Functional distribution of differentially expressed proteins of ampicillin-adapted strains. Data represent upregulated (a) and downregulated (b) proteins of L. plantarum 400g and L. plantarum 1600g. Enrichment analyses were performed based on the protein expression of each COG functional category of L. plantarum 400g and L. plantarum 1600g relative to L. plantarum parental strain P-8. Significant enhancement is indicated by single and double asterisks (* represents P values of <0.05; ** represents P values of <0.01; Fisher’s exact test). COG functional categories are indicated as follows: C, energy production and conversion; D, cell cycle control, cell division, chromosome partitioning; E, amino acid transport and metabolism; F, nucleotide transport and metabolism; G, carbohydrate transport and metabolism; H, coenzyme transport and metabolism; I, lipid transport and metabolism; J, translation, ribosomal structure, and biogenesis; K, transcription; L, replication, recombination, and repair; M, cell wall/membrane/envelope biogenesis; O, posttranslational modification, protein turnover, chaperones; P, inorganic ion transport and metabolism; Q, secondary metabolites biosynthesis, transport, and catabolism; R, general function prediction only; S, function unknown; T, signal transduction mechanisms; V, defense mechanisms.

FIG 7

Correlation between expression patterns of 10 selected proteins detected by TMT and PRM analyses. (a) L. plantarum 400g. (b) L. plantarum 1600g. For both the TMT and PRM analyses, peptides from three biological replicates of the protein samples were analyzed. The strength and statistical significance of Pearson’s correlations between fold changes found by TMT and PRM analyses are represented by the R and P values, respectively.
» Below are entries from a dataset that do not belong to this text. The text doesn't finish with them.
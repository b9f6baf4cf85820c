//! Mapping of domain errors to HTTP responses.

use axum::{
    Json,
    http::StatusCode,
    response::{IntoResponse, Response},
};
use khata_core::settings::SettingsError;
use khata_core::tds::TdsError;
use khata_db::TdsRepositoryError;
use khata_shared::AppError;
use sea_orm::DbErr;
use serde_json::json;
use tracing::error;

/// Converts an application error into a JSON error response.
pub fn error_response(err: &AppError) -> Response {
    let status =
        StatusCode::from_u16(err.status_code()).unwrap_or(StatusCode::INTERNAL_SERVER_ERROR);

    if status.is_server_error() {
        error!(error = %err, "Request failed");
        return (
            status,
            Json(json!({
                "error": err.error_code(),
                "message": "An error occurred"
            })),
        )
            .into_response();
    }

    (
        status,
        Json(json!({
            "error": err.error_code(),
            "message": err.message()
        })),
    )
        .into_response()
}

/// Maps a report error.
pub fn from_tds(err: TdsError) -> AppError {
    match err {
        TdsError::InvalidDateRange { .. } => AppError::Validation(err.to_string()),
    }
}

/// Maps a report storage error.
pub fn from_tds_repository(err: TdsRepositoryError) -> AppError {
    AppError::Database(err.to_string())
}

/// Maps a settings error.
pub fn from_settings(err: SettingsError) -> AppError {
    AppError::Database(err.to_string())
}

/// Maps a raw database error.
pub fn from_db(err: DbErr) -> AppError {
    AppError::Database(err.to_string())
}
Confidence intervals are illustrated by the gray area. LBP_cg0397, l-serine dehydratase, beta subunit; LBP_cg0885, malate dehydrogenase; LBP_cg1290, enoyl-(acyl carrier protein) reductase; LBP_cg1294, acyl-CoA thioester hydrolase; LBP_cg1793, penicillin binding protein 2B; LBP_cg0109, sHSP; LBP_cg0720, hypothetical protein; LBP_cg0721, alkaline shock protein; LBP_cg0722, alkaline shock protein; LBP_cg2905, ClpL.

FIG 8

Ampicillin MICs for L. plantarum 400g and L. plantarum 1600g and their mutants. Each assay was repeated three times, and identical results were obtained in all cases.

FIG 9

Amoxicillin MICs for L. plantarum 400g and L. plantarum 1600g and their mutants. Each assay was repeated three times, and identical results were obtained in all cases.